> Your goal
Give every line of the listing back, exactly as written.

> Records for the task

○ ○ ○ ○

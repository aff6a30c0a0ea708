//! Control-plane HTTP(S) client for GameLink.
//!
//! A streaming host exposes its control API as XML over two fixed ports:
//! plain HTTP on 47989 for unauthenticated queries and pairing, HTTPS on
//! 47984 (self-signed, certificate-pinned) once mutual trust exists. This
//! crate owns that whole surface:
//!
//! - [`HostClient`] — serverinfo / applist / launch / resume / cancel /
//!   unpair RPCs with the HTTPS-first, HTTP-fallback policy
//! - [`PairingClient`] — the PIN-based challenge-response pairing protocol
//! - [`ClientIdentity`] — the client's long-lived RSA keypair + certificate
//! - pinned-certificate TLS plumbing shared by both

pub mod client;
pub mod errors;
pub mod identity;
pub mod pairing;
pub mod tls;
pub mod xml;

pub use client::{
    current_game, server_major_version, server_version_quad, HostClient, LaunchedSession,
    CONNECTION_TIMEOUT, READ_TIMEOUT, UNIQUE_ID,
};
pub use errors::HttpError;
pub use identity::ClientIdentity;
pub use pairing::{generate_pin, PairingClient, PairingEndpoint, PairingError};
use serde::{Deserialize, Serialize};

// MARK: - AudioConfiguration

/// Negotiated speaker layout, encoded into the launch query string as
/// `(channel_mask << 16) | channel_count`.
#[derive(Debug, Clone, Copy, PartialEq, Eq, Serialize, Deserialize)]
#[serde(rename_all = "lowercase")]
pub enum AudioConfiguration {
    Stereo,
    Surround51,
    Surround71,
}

impl AudioConfiguration {
    pub fn channel_count(&self) -> u32 {
        match self {
            Self::Stereo => 2,
            Self::Surround51 => 6,
            Self::Surround71 => 8,
        }
    }

    pub fn channel_mask(&self) -> u32 {
        match self {
            Self::Stereo => 0x3,
            Self::Surround51 => 0x3F,
            Self::Surround71 => 0x63F,
        }
    }

    pub fn surround_audio_info(&self) -> u32 {
        (self.channel_mask() << 16) | self.channel_count()
    }
}

// MARK: - StreamConfiguration

/// Negotiated stream parameters threaded into the app-launch request.
#[derive(Debug, Clone, PartialEq, Serialize, Deserialize)]
#[serde(default)]
pub struct StreamConfiguration {
    pub width: u32,
    pub height: u32,
    #[serde(alias = "refreshRate")]
    pub refresh_rate: u32,
    /// Host-side streaming optimization (resolution/settings adjustment).
    #[serde(alias = "enableSops")]
    pub enable_sops: bool,
    #[serde(alias = "playLocalAudio")]
    pub play_local_audio: bool,
    pub audio: AudioConfiguration,
    /// Bitmask of gamepads attached at launch.
    #[serde(alias = "gamepadMask")]
    pub gamepad_mask: u32,
    #[serde(alias = "enableHdr")]
    pub enable_hdr: bool,
}

impl Default for StreamConfiguration {
    fn default() -> Self {
        Self {
            width: 1280,
            height: 720,
            refresh_rate: 60,
            enable_sops: true,
            play_local_audio: false,
            audio: AudioConfiguration::Stereo,
            gamepad_mask: 0,
            enable_hdr: false,
        }
    }
}

impl StreamConfiguration {
    /// Whether the host treats this resolution as one of its native streaming
    /// modes (720p, 1080p, 4K).
    pub fn is_standard_resolution(&self) -> bool {
        let pixels = self.width as u64 * self.height as u64;
        pixels <= 1280 * 720 || pixels == 1920 * 1080 || pixels == 3840 * 2160
    }
}

#[cfg(test)]
mod tests {
    use super::{AudioConfiguration, StreamConfiguration};

    #[test]
    fn deserializes_camel_case_fields() {
        let json = r#"{
            "width": 2560,
            "height": 1440,
            "refreshRate": 120,
            "enableSops": false,
            "audio": "stereo"
        }"#;

        let cfg: StreamConfiguration = serde_json::from_str(json).expect("valid camelCase config");
        assert_eq!(cfg.refresh_rate, 120);
        assert!(!cfg.enable_sops);
        assert_eq!(cfg.audio, AudioConfiguration::Stereo);
    }

    #[test]
    fn surround_audio_info_packs_mask_and_count() {
        assert_eq!(AudioConfiguration::Stereo.surround_audio_info(), 0x30002);
        assert_eq!(AudioConfiguration::Surround51.surround_audio_info(), 0x3F0006);
    }

    #[test]
    fn standard_resolutions() {
        let mut cfg = StreamConfiguration::default();
        assert!(cfg.is_standard_resolution());

        cfg.width = 2560;
        cfg.height = 1440;
        assert!(!cfg.is_standard_resolution());

        cfg.width = 3840;
        cfg.height = 2160;
        assert!(cfg.is_standard_resolution());
    }
}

○ ○ ○ ○

> Worked solution
repository aff6a30c0a0ea708
//! Control-plane HTTP(S) client for GameLink.
//!
//! A streaming host exposes its control API as XML over two fixed ports:
//! plain HTTP on 47989 for unauthenticated queries and pairing, HTTPS on
//! 47984 (self-signed, certificate-pinned) once mutual trust exists. This
//! crate owns that whole surface:
//!
//! - [`HostClient`] — serverinfo / applist / launch / resume / cancel /
//!   unpair RPCs with the HTTPS-first, HTTP-fallback policy
//! - [`PairingClient`] — the PIN-based challenge-response pairing protocol
//! - [`ClientIdentity`] — the client's long-lived RSA keypair + certificate
//! - pinned-certificate TLS plumbing shared by both

pub mod client;
pub mod errors;
pub mod identity;
pub mod pairing;
pub mod tls;
pub mod xml;

pub use client::{
    current_game, server_major_version, server_version_quad, HostClient, LaunchedSession,
    CONNECTION_TIMEOUT, READ_TIMEOUT, UNIQUE_ID,
};
pub use errors::HttpError;
pub use identity::ClientIdentity;
pub use pairing::{generate_pin, PairingClient, PairingEndpoint, PairingError};
use serde::{Deserialize, Serialize};

// MARK: - AudioConfiguration

/// Negotiated speaker layout, encoded into the launch query string as
/// `(channel_mask << 16) | channel_count`.
#[derive(Debug, Clone, Copy, PartialEq, Eq, Serialize, Deserialize)]
#[serde(rename_all = "lowercase")]
pub enum AudioConfiguration {
    Stereo,
    Surround51,
    Surround71,
}

impl AudioConfiguration {
    pub fn channel_count(&self) -> u32 {
        match self {
            Self::Stereo => 2,
            Self::Surround51 => 6,
            Self::Surround71 => 8,
        }
    }

    pub fn channel_mask(&self) -> u32 {
        match self {
            Self::Stereo => 0x3,
            Self::Surround51 => 0x3F,
            Self::Surround71 => 0x63F,
        }
    }

    pub fn surround_audio_info(&self) -> u32 {
        (self.channel_mask() << 16) | self.channel_count()
    }
}

// MARK: - StreamConfiguration

/// Negotiated stream parameters threaded into the app-launch request.
#[derive(Debug, Clone, PartialEq, Serialize, Deserialize)]
#[serde(default)]
pub struct StreamConfiguration {
    pub width: u32,
    pub height: u32,
    #[serde(alias = "refreshRate")]
    pub refresh_rate: u32,
    /// Host-side streaming optimization (resolution/settings adjustment).
    #[serde(alias = "enableSops")]
    pub enable_sops: bool,
    #[serde(alias = "playLocalAudio")]
    pub play_local_audio: bool,
    pub audio: AudioConfiguration,
    /// Bitmask of gamepads attached at launch.
    #[serde(alias = "gamepadMask")]
    pub gamepad_mask: u32,
    #[serde(alias = "enableHdr")]
    pub enable_hdr: bool,
}

impl Default for StreamConfiguration {
    fn default() -> Self {
        Self {
            width: 1280,
            height: 720,
            refresh_rate: 60,
            enable_sops: true,
            play_local_audio: false,
            audio: AudioConfiguration::Stereo,
            gamepad_mask: 0,
            enable_hdr: false,
        }
    }
}

impl StreamConfiguration {
    /// Whether the host treats this resolution as one of its native streaming
    /// modes (720p, 1080p, 4K).
    pub fn is_standard_resolution(&self) -> bool {
        let pixels = self.width as u64 * self.height as u64;
        pixels <= 1280 * 720 || pixels == 1920 * 1080 || pixels == 3840 * 2160
    }
}

#[cfg(test)]
mod tests {
    use super::{AudioConfiguration, StreamConfiguration};

    #[test]
    fn deserializes_camel_case_fields() {
        let json = r#"{
            "width": 2560,
            "height": 1440,
            "refreshRate": 120,
            "enableSops": false,
            "audio": "stereo"
        }"#;

        let cfg: StreamConfiguration = serde_json::from_str(json).expect("valid camelCase config");
        assert_eq!(cfg.refresh_rate, 120);
        assert!(!cfg.enable_sops);
        assert_eq!(cfg.audio, AudioConfiguration::Stereo);
    }

    #[test]
    fn surround_audio_info_packs_mask_and_count() {
        assert_eq!(AudioConfiguration::Stereo.surround_audio_info(), 0x30002);
        assert_eq!(AudioConfiguration::Surround51.surround_audio_info(), 0x3F0006);
    }

    #[test]
    fn standard_resolutions() {
        let mut cfg = StreamConfiguration::default();
        assert!(cfg.is_standard_resolution());

        cfg.width = 2560;
        cfg.height = 1440;
        assert!(!cfg.is_standard_resolution());

        cfg.width = 3840;
        cfg.height = 2160;
        assert!(cfg.is_standard_resolution());
    }
}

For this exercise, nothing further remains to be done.